Federal prosecutors used jailhouse recordings, aerial footage and more to convince the judge to give an avowed white supremacist a life sentence.
James Fields Jr., 22, received two life sentences and 419 years for plowing his car into a crowd of people protesting the weekend rally of white nationalists and white supremacists demonstrating against a plan to remove a statue of Confederate Gen. Robert E. Lee in Charlottesville, Virginia, in 2017. His actions killed Heather Heyer, 32, and injured more than two dozen others.
To convince a judge to give Fields a life sentence, prosecutors presented a variety of evidence, including recordings, and used Fields' own words against him.

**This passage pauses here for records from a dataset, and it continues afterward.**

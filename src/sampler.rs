//! Gibbs driver for the Dirichlet-process mixture.
//!
//! Each outer iteration runs, in order:
//!
//! 1. latent update: grid draw for interior margin units, conditional Normal
//!    draw for homogeneous-area units;
//! 2. Polya-urn sweep over all units followed by the remix pass;
//! 3. concentration update, if enabled;
//! 4. storage of the current state, after burn-in and at the thinning cadence.
//!
//! The interrupt is polled before each iteration. An interrupted run returns
//! the draws stored so far.

use ecoinfer_core::integrate::log_likelihoods;
use ecoinfer_core::{ClusterParams, ClusterState, Vector2};
use rand::{Rng, SeedableRng};
use rand_distr::{Distribution, StandardNormal};
use rand_xoshiro::Xoshiro256PlusPlus;

use crate::config::Config;
use crate::data::Dataset;
use crate::error::{Error, Result};
use crate::latent::LatentState;
use crate::observer::{Interrupt, Never, Observer, TracingObserver};
use crate::result::{DrawStore, Posterior, RunStatus, UnitDraw};

/// Dirichlet-process mixture sampler for 2×2 ecological inference.
///
/// # Example
///
/// ```ignore
/// use ecoinfer::{Config, Dataset, DpSampler, Margins};
///
/// let margins = Margins::from_columns(&[0.3, 0.7], &[0.4, 0.6])?;
/// let sampler = DpSampler::new(Config::quick().seed(42))?;
/// let posterior = sampler.run(&Dataset::new(margins))?;
/// println!("E[W1] = {:?}", posterior.draws.mean_w1());
/// ```
#[derive(Debug, Clone)]
pub struct DpSampler {
    config: Config,
}

impl DpSampler {
    /// Create a sampler after validating `config`.
    pub fn new(config: Config) -> Result<Self> {
        config.validate()?;
        Ok(Self { config })
    }

    /// The run configuration.
    pub fn config(&self) -> &Config {
        &self.config
    }

    /// Run with a generator seeded from [`Config::seed`], logging through
    /// `tracing`.
    pub fn run(&self, data: &Dataset) -> Result<Posterior> {
        let mut rng = Xoshiro256PlusPlus::seed_from_u64(self.config.seed);
        self.run_with_rng(data, &mut rng)
    }

    /// Run with a caller-owned generator.
    ///
    /// The generator is left in its post-run state, so the caller can
    /// persist it and continue the stream later.
    pub fn run_with_rng<R: Rng + ?Sized>(&self, data: &Dataset, rng: &mut R) -> Result<Posterior> {
        self.run_observed(data, rng, &mut TracingObserver, &Never)
    }

    /// Run with explicit observer and interrupt.
    pub fn run_observed<R, O, I>(
        &self,
        data: &Dataset,
        rng: &mut R,
        observer: &mut O,
        interrupt: &I,
    ) -> Result<Posterior>
    where
        R: Rng + ?Sized,
        O: Observer + ?Sized,
        I: Interrupt + ?Sized,
    {
        let config = &self.config;
        if data.margins().is_empty() {
            return Err(Error::InvalidInput("no margin units".to_string()));
        }
        let base = config.prior.base_measure()?;
        let hyper = config.prior.concentration();

        let mut latent = LatentState::initialize(
            data,
            config.link,
            config.grid_resolution,
            config.start_retry_cap,
            rng,
        )?;
        let mut clusters =
            ClusterState::from_prior(latent.len(), &base, config.initial_alpha, rng)?;

        let mut store = DrawStore::new(
            latent.margins().len(),
            latent.homogeneous_len(),
            config.stored_draws(),
            config.predict,
            config.log_likelihood,
        );
        let mut progress = Progress::new(config.iterations, config.progress);
        let mut diagnostics = 0usize;
        let mut since_stored = 0usize;
        let mut status = RunStatus::Completed;

        observer.on_start(latent.margins().len(), latent.len(), config.iterations);

        for iteration in 0..config.iterations {
            if interrupt.is_interrupted() {
                status = RunStatus::Interrupted { iteration };
                break;
            }

            latent.update(&clusters, rng);
            clusters.sweep(latent.stars(), &base, rng)?;
            clusters.remix(latent.stars(), &base, rng)?;
            if config.update_alpha {
                clusters.update_concentration(&hyper, rng)?;
            }

            if iteration >= config.burn_in {
                since_stored += 1;
                if since_stored == config.thin {
                    since_stored = 0;
                    diagnostics += self.store(&latent, &clusters, &mut store, observer, rng)?;
                }
            }

            if let Some(percent) = progress.tick(iteration) {
                observer.on_progress(percent, iteration);
            }
        }

        if status == RunStatus::Completed && config.progress {
            observer.on_progress(100, config.iterations);
        }
        observer.on_finish(&status, store.len());

        Ok(Posterior {
            draws: store.finish(),
            status,
            diagnostics,
        })
    }

    /// Append the current state to `store`; returns the number of
    /// diagnostics raised.
    fn store<R, O>(
        &self,
        latent: &LatentState,
        clusters: &ClusterState,
        store: &mut DrawStore,
        observer: &mut O,
        rng: &mut R,
    ) -> Result<usize>
    where
        R: Rng + ?Sized,
        O: Observer + ?Sized,
    {
        let link = self.config.link;
        for (i, margin) in latent.margins().iter().enumerate() {
            let params = clusters.unit_params(i);
            let predicted = if self.config.predict {
                let z = sample_mvn(params, rng)?;
                let w1 = link.inverse(z[0]);
                let w2 = link.inverse(z[1]);
                Some((w1, w2, margin.aggregate(w1, w2)))
            } else {
                None
            };
            store.push_unit(UnitDraw {
                mu: [params.mu[0], params.mu[1]],
                sigma: params.sigma_upper(),
                w: latent.w(i),
                predicted,
            });
        }
        for j in 0..latent.homogeneous_len() {
            store.push_homogeneous(latent.homogeneous_draw(j));
        }

        let mut raised = 0;
        let log_likelihood = if self.config.log_likelihood {
            let (values, diagnostics) = log_likelihoods(&latent.integrands(clusters), link);
            for d in &diagnostics {
                observer.on_diagnostic(d);
            }
            raised = diagnostics.len();
            Some(values.iter().sum::<f64>())
        } else {
            None
        };

        store.push_globals(clusters.alpha(), clusters.nstar(), log_likelihood);
        Ok(raised)
    }
}

/// Draw from N(μ, Σ) on the transformed scale.
fn sample_mvn<R: Rng + ?Sized>(params: &ClusterParams, rng: &mut R) -> Result<Vector2> {
    let chol = params.sigma.cholesky().ok_or_else(|| {
        Error::Numerical("cluster covariance is not positive definite".to_string())
    })?;
    let z = Vector2::new(StandardNormal.sample(rng), StandardNormal.sample(rng));
    Ok(params.mu + chol.l() * z)
}

/// Decile progress: fires after iterations ⌊n/10⌋, 2⌊n/10⌋, … up to 90%.
#[derive(Debug, Clone, Copy)]
struct Progress {
    step: usize,
    next: usize,
    decile: u32,
    enabled: bool,
}

impl Progress {
    fn new(iterations: usize, enabled: bool) -> Self {
        let step = iterations / 10;
        Self {
            step,
            next: step,
            decile: 1,
            enabled: enabled && step > 0,
        }
    }

    fn tick(&mut self, iteration: usize) -> Option<u32> {
        if !self.enabled || self.decile > 9 || iteration + 1 != self.next {
            return None;
        }
        let percent = self.decile * 10;
        self.decile += 1;
        self.next += self.step;
        Some(percent)
    }
}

Fields was locked up for about two weeks when he began to talk about the defense he might use at trial. In a recorded jailhouse call with his mom, Fields mentioned an insanity defense and how he'd need to convince his doctor he didn't intend to kill the day he plowed into the crowd of counterdemonstrators.
"Yeah, I hope I can get that insanity thing. The second definition of it is an irresistible impulse," Fields said in the recording.
Fields faced a murder charge for killing Heyer. Her mother, Susan Bro, took a public stance against white supremacists, and her words were broadcast nationally.
When Fields spoke to his mother again in December, he went on a rant attacking Bro.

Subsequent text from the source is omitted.